● **Task goal**:
What lines of the data include the string "anyhow"? Copy them all.
● ● ● ●
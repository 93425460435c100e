//! Read-only projections for presentation and reporting collaborators.

use crate::error::LedgerError;
use crate::store::LedgerStore;
use mynt_core::plan::{Plan, PlanConfig};
use mynt_core::{reason, UserId};
use rusqlite::params;
use serde::Serialize;
use time::OffsetDateTime;

/// Snapshot of a wallet against the current billing period.
#[derive(Debug, Clone, Serialize)]
pub struct WalletStatus {
    pub user_id: UserId,
    pub plan: Plan,
    pub balance_cents: i64,
    pub allocation: &'static PlanConfig,
    pub spent_this_period_cents: i64,
    pub percent_used: u8,
    pub days_remaining: i64,
}

impl LedgerStore {
    /// Wallet status for display. Creates the wallet on first use and runs
    /// the period check first, so the projection always reflects the
    /// current period.
    pub fn status(&self, user_id: &str) -> Result<WalletStatus, LedgerError> {
        self.status_at(user_id, OffsetDateTime::now_utc())
    }

    /// Like [`status`](Self::status) with an explicit clock.
    pub fn status_at(
        &self,
        user_id: &str,
        now: OffsetDateTime,
    ) -> Result<WalletStatus, LedgerError> {
        self.get_or_create_at(user_id, now)?;
        let wallet = self.maybe_reset_at(user_id, now)?;
        let cfg = wallet.plan.config();
        let allocation = cfg.total_credits();
        let spent = self.spent_this_period(user_id)?;
        let percent_used = if allocation > 0 {
            ((spent * 100) / allocation).clamp(0, 100) as u8
        } else {
            0
        };
        let days_remaining = (wallet.next_reset_at - now).whole_days().max(0);
        Ok(WalletStatus {
            user_id: wallet.user_id,
            plan: wallet.plan,
            balance_cents: wallet.balance_cents,
            allocation: cfg,
            spent_this_period_cents: spent,
            percent_used,
            days_remaining,
        })
    }

    /// Actual spend since the period began: the sum of `spend` debits
    /// appended after the latest `period_reset` row. Forfeited remainders
    /// and mid-period plan switches never inflate this figure.
    pub fn spent_this_period(&self, user_id: &str) -> Result<i64, LedgerError> {
        let spent = self.conn.query_row(
            "SELECT COALESCE(SUM(amount_cents), 0) FROM transactions
             WHERE user_id = ?1 AND kind = 'debit' AND reason = ?2
               AND rowid > COALESCE((SELECT MAX(rowid) FROM transactions
                                     WHERE user_id = ?1 AND reason = ?3), 0)",
            params![user_id, reason::SPEND, reason::PERIOD_RESET],
            |row| row.get(0),
        )?;
        Ok(spent)
    }
}
use mynt_core::money::format_credits;
use mynt_ledger::{LedgerError, LedgerStore};
use std::path::Path;

pub fn execute(db_path: &Path, user: &str, amount_cents: i64, action: &str) -> anyhow::Result<()> {
    let store = LedgerStore::open_or_create(db_path)?;
    store.get_or_create(user)?;

    match store.try_spend(user, amount_cents, action) {
        Ok(applied) => {
            println!(
                "Spent {} on {action}. Balance: {}",
                format_credits(amount_cents),
                format_credits(applied.new_balance)
            );
            Ok(())
        }
        Err(LedgerError::InsufficientFunds {
            balance_cents,
            requested_cents,
        }) => {
            println!(
                "Insufficient credits: balance {}, needed {}. Top up or upgrade your plan.",
                format_credits(balance_cents),
                format_credits(requested_cents)
            );
            std::process::exit(2);
        }
        Err(e) if e.is_transient() => {
            anyhow::bail!("the wallet is busy, try again: {e}");
        }
        Err(e) => Err(e.into()),
    }
}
● ● ● ●
● **The completed task**:
pub fn execute(db_path: &Path, user: &str, amount_cents: i64, action: &str) -> anyhow::Result<()> {
            anyhow::bail!("the wallet is busy, try again: {e}");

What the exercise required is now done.